Il teologo Brunero Gherardini, in un libro coraggioso (Concilio Vaticano II. Un discorso da fare, Casa Mariana Editrice, s.i.p., 2009. Per richiederlo: tel/fax 0825.444415 e cm.editrice@immacolata.ws) mostra con grande chiarezza che l’apostasia postconciliare non deriva anzitutto da cause esterne alla Chiesa, ma da gravi deviazioni interne, deviazioni e ambiguità che qua e là affiorano nello stesso dettato conciliare. Certo lo “spirito del Concilio” di cui parlarono strumentalmente i novatori degli anni ’60 è andato molto al di là dei documenti votati e approvati dai Padri, e poi promulgati da Paolo VI. All’interno di documenti quali Sacrosanctum Concilium, Unitatis redintegratio, Nostra aetate, Dignitatis humanae e Gaudium et spes, emerge uno spirito ben diverso da quello a cui i medesimi documenti sembrano esplicitamente rifarsi quando citano il Magistero perenne e i Dottori della Chiesa.
Il tema sarebbe vastissimo e mi limito a 3 brevi esempi assai diversi tra loro, ma che mostrano con semplicità i paralogismi e le aporie conciliari. Prendiamo il documento sulla Liturgia: esso dichiara a più riprese il dovere di mantenere la lingua latina nel rito romano (SC 36 e 54). Cosa è avvenuto di questo passo conciliare? Lo spirito di aggiornamento che permea tutto il Vaticano II l’ha cancellato persino nelle menti di coloro che per anni hanno dichiarato di dover far applicare il Concilio? Da decenni si attende una risposta autorevole. La costituzione Dei Verbum afferma giustamente che S. Scrittura, Magistero della Chiesa e sacra Tradizione sono così strettamente legati «da non potere indipendentemente sussistere» (n. 10): Come è possibile allora asserire che tra i beni presenti nei fratelli separati c’è «la Parola di Dio scritta» (UR 3)?

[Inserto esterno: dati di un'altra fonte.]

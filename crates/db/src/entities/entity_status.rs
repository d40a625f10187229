//! Moderation status shared by users, videos, posts and comments.

use sea_orm::entity::prelude::*;
use serde::{Deserialize, Serialize};

/// Lifecycle status of a user or a piece of content.
#[derive(
    Debug,
    Clone,
    Copy,
    Default,
    PartialEq,
    Eq,
    Hash,
    Serialize,
    Deserialize,
    EnumIter,
    DeriveActiveEnum,
)]
#[sea_orm(rs_type = "String", db_type = "String(StringLen::N(16))")]
pub enum EntityStatus {
    /// Normal, visible content.
    #[sea_orm(string_value = "active")]
    #[default]
    Active,
    /// Soft deleted by its owner.
    #[sea_orm(string_value = "deleted")]
    Deleted,
    /// Still visible, queued for moderator attention.
    #[sea_orm(string_value = "flagged")]
    Flagged,
    /// Taken down by a moderator.
    #[sea_orm(string_value = "removed")]
    Removed,
}

impl EntityStatus {
    /// Statuses that appear in normal listings.
    pub const VISIBLE: [Self; 2] = [Self::Active, Self::Flagged];

    /// Whether content in this status is shown to ordinary viewers.
    #[must_use]
    pub const fn is_visible(self) -> bool {
        matches!(self, Self::Active | Self::Flagged)
    }

    /// Whether no further transition is possible.
    #[must_use]
    pub const fn is_terminal(self) -> bool {
        matches!(self, Self::Deleted | Self::Removed)
    }
}

#[cfg(test)]
#[allow(clippy::unwrap_used)]
mod tests {
    use super::*;
    use sea_orm::Iterable;

    #[test]
    fn test_visibility() {
        assert!(EntityStatus::Active.is_visible());
        assert!(EntityStatus::Flagged.is_visible());
        assert!(!EntityStatus::Deleted.is_visible());
        assert!(!EntityStatus::Removed.is_visible());
    }

    #[test]
    fn test_visible_matches_is_visible() {
        for status in EntityStatus::iter() {
            assert_eq!(EntityStatus::VISIBLE.contains(&status), status.is_visible());
            assert_eq!(status.is_terminal(), !status.is_visible());
        }
    }

    #[test]
    fn test_json_uses_variant_names() {
        assert_eq!(
            serde_json::to_string(&EntityStatus::Flagged).unwrap(),
            "\"Flagged\""
        );
    }
}
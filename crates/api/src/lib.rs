//! HTTP API layer for commentable.
//!
//! - **Endpoints**: REST resources under `/api`, plus `/health`
//! - **Extractors**: the authenticated user and the calling actor
//! - **Middleware**: application state and bearer token resolution
//!
//! Built on Axum 0.8. Transport layers (tracing, CORS, timeouts) are added by
//! the server binary.

pub mod endpoints;
pub mod extractors;
pub mod middleware;
pub mod response;

use axum::{Router, middleware::from_fn_with_state, routing::get};

pub use endpoints::router;
pub use middleware::AppState;

/// The full application: API routes, health check and authentication.
pub fn app(state: AppState) -> Router {
    Router::new()
        .nest("/api", router())
        .route("/health", get(endpoints::health))
        .layer(from_fn_with_state(state.clone(), middleware::auth_middleware))
        .with_state(state)
}
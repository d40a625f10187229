//! Database layer for commentable.
//!
//! Entities, schema migrations and the repositories that wrap every query.

pub mod entities;
pub mod migrations;
pub mod repositories;
pub mod test_utils;

use commentable_common::{AppError, Config};
use sea_orm::{ConnectOptions, ConnectionTrait, Database, DatabaseConnection};
use std::time::Duration;
use tracing::log::LevelFilter;

/// Initialize database connection.
pub async fn init(config: &Config) -> Result<DatabaseConnection, AppError> {
    let mut opt = ConnectOptions::new(&config.database.url);

    opt.max_connections(config.database.max_connections)
        .min_connections(config.database.min_connections)
        .connect_timeout(Duration::from_secs(10))
        .acquire_timeout(Duration::from_secs(10))
        .idle_timeout(Duration::from_secs(600))
        .max_lifetime(Duration::from_secs(1800))
        .sqlx_logging(true)
        .sqlx_logging_level(LevelFilter::Debug);

    Database::connect(opt)
        .await
        .map_err(|e| AppError::Database(e.to_string()))
}

/// Run pending migrations.
pub async fn migrate(db: &DatabaseConnection) -> Result<(), AppError> {
    use sea_orm_migration::MigratorTrait;
    migrations::Migrator::up(db, None)
        .await
        .map_err(|e| AppError::Database(e.to_string()))
}

/// Check that the database answers queries.
pub async fn ping(db: &DatabaseConnection) -> Result<(), AppError> {
    db.execute_unprepared("SELECT 1")
        .await
        .map(|_| ())
        .map_err(|e| AppError::Database(e.to_string()))
}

Al n. 3 di Nostra aetate, documento che non comporta neppure una citazione magisteriale e tradizionale, si fa intendere che i musulmani adorano il vero Dio, benché rifiutino esplicitamente sia Cristo che lo Spirito Santo. Ecumenismo o sincretismo, si chiede rigorosamente Gherardini… Fermiamoci qui, invitando i lettori a procurarsi quanto prima il prezioso volume che è appoggiato inoltre da due autorevoli prefazioni a cura del vescovo di Alberga mons. Mario Oliveri e del Segretario della Congregazione per il Culto Divino, mons. Malcom Ranjith.